**ASSIGNMENT:**
In the entries that follow, the line with "repository b188f6ebf5fbce83" opens the range and the line with "let options = AnalyzerOptions" closes it; repeat that range exactly, both lines included.

**PROVIDED ENTRIES:**

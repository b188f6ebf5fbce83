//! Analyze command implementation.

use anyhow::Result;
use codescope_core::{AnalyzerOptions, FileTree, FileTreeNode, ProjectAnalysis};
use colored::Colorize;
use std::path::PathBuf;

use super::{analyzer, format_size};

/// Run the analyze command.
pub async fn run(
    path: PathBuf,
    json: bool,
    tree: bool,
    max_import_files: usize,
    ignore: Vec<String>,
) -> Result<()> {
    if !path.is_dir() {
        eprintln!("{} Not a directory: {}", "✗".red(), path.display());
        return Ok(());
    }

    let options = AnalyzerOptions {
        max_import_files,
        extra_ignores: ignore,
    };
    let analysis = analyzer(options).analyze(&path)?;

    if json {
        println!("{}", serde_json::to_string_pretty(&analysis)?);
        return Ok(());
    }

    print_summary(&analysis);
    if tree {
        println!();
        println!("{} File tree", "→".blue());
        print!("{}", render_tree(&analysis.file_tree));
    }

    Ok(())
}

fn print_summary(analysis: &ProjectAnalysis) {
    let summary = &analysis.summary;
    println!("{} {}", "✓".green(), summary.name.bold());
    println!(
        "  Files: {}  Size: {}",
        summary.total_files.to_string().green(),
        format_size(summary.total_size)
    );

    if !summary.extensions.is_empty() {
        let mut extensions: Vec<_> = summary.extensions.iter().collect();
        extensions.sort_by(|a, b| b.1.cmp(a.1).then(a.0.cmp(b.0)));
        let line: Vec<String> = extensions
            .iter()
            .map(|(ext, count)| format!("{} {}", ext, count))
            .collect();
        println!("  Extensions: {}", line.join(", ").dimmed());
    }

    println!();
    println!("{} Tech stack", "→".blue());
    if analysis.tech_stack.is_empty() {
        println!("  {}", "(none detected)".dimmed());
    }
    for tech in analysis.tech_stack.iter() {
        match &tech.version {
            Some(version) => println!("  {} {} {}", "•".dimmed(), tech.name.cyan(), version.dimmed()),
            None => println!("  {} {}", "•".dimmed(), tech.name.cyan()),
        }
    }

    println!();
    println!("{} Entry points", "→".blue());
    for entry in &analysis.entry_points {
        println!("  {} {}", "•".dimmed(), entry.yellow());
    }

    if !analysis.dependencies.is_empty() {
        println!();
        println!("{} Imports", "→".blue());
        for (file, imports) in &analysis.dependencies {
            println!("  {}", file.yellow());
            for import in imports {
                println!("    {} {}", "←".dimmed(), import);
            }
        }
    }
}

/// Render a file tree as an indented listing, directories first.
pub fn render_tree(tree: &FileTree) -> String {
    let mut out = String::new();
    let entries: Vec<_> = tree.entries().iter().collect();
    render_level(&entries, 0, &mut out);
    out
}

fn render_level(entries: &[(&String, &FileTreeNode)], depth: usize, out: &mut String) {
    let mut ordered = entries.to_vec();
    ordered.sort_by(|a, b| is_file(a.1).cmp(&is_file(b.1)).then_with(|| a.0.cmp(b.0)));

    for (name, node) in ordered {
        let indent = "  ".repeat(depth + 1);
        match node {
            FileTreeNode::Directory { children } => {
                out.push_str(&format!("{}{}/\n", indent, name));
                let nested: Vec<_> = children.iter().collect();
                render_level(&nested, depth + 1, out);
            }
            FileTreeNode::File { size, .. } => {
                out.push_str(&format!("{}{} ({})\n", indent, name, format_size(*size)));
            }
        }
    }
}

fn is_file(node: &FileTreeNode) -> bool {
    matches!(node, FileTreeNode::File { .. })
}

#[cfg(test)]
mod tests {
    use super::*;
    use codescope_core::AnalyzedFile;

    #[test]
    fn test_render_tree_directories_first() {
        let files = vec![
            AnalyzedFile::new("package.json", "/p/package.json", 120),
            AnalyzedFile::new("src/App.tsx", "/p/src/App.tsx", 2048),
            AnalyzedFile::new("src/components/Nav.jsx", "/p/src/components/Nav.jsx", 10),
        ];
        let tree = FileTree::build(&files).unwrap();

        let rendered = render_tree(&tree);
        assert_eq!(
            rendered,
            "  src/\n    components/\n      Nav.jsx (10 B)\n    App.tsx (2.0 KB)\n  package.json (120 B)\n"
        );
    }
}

* * *

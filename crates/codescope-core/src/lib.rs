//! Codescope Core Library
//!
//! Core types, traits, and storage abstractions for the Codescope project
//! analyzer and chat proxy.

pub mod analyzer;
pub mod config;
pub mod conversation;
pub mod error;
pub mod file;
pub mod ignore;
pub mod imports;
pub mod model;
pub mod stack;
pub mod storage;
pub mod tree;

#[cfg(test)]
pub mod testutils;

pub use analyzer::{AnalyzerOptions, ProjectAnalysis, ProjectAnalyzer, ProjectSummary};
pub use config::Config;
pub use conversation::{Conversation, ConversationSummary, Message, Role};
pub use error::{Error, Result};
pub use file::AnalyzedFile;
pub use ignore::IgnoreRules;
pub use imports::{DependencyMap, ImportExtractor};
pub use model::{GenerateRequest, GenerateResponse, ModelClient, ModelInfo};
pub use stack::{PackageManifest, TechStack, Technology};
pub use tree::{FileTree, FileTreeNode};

**RESULT BELOW:**
repository b188f6ebf5fbce83
//! Analyze command implementation.

use anyhow::Result;
use codescope_core::{AnalyzerOptions, FileTree, FileTreeNode, ProjectAnalysis};
use colored::Colorize;
use std::path::PathBuf;

use super::{analyzer, format_size};

/// Run the analyze command.
pub async fn run(
    path: PathBuf,
    json: bool,
    tree: bool,
    max_import_files: usize,
    ignore: Vec<String>,
) -> Result<()> {
    if !path.is_dir() {
        eprintln!("{} Not a directory: {}", "✗".red(), path.display());
        return Ok(());
    }

    let options = AnalyzerOptions {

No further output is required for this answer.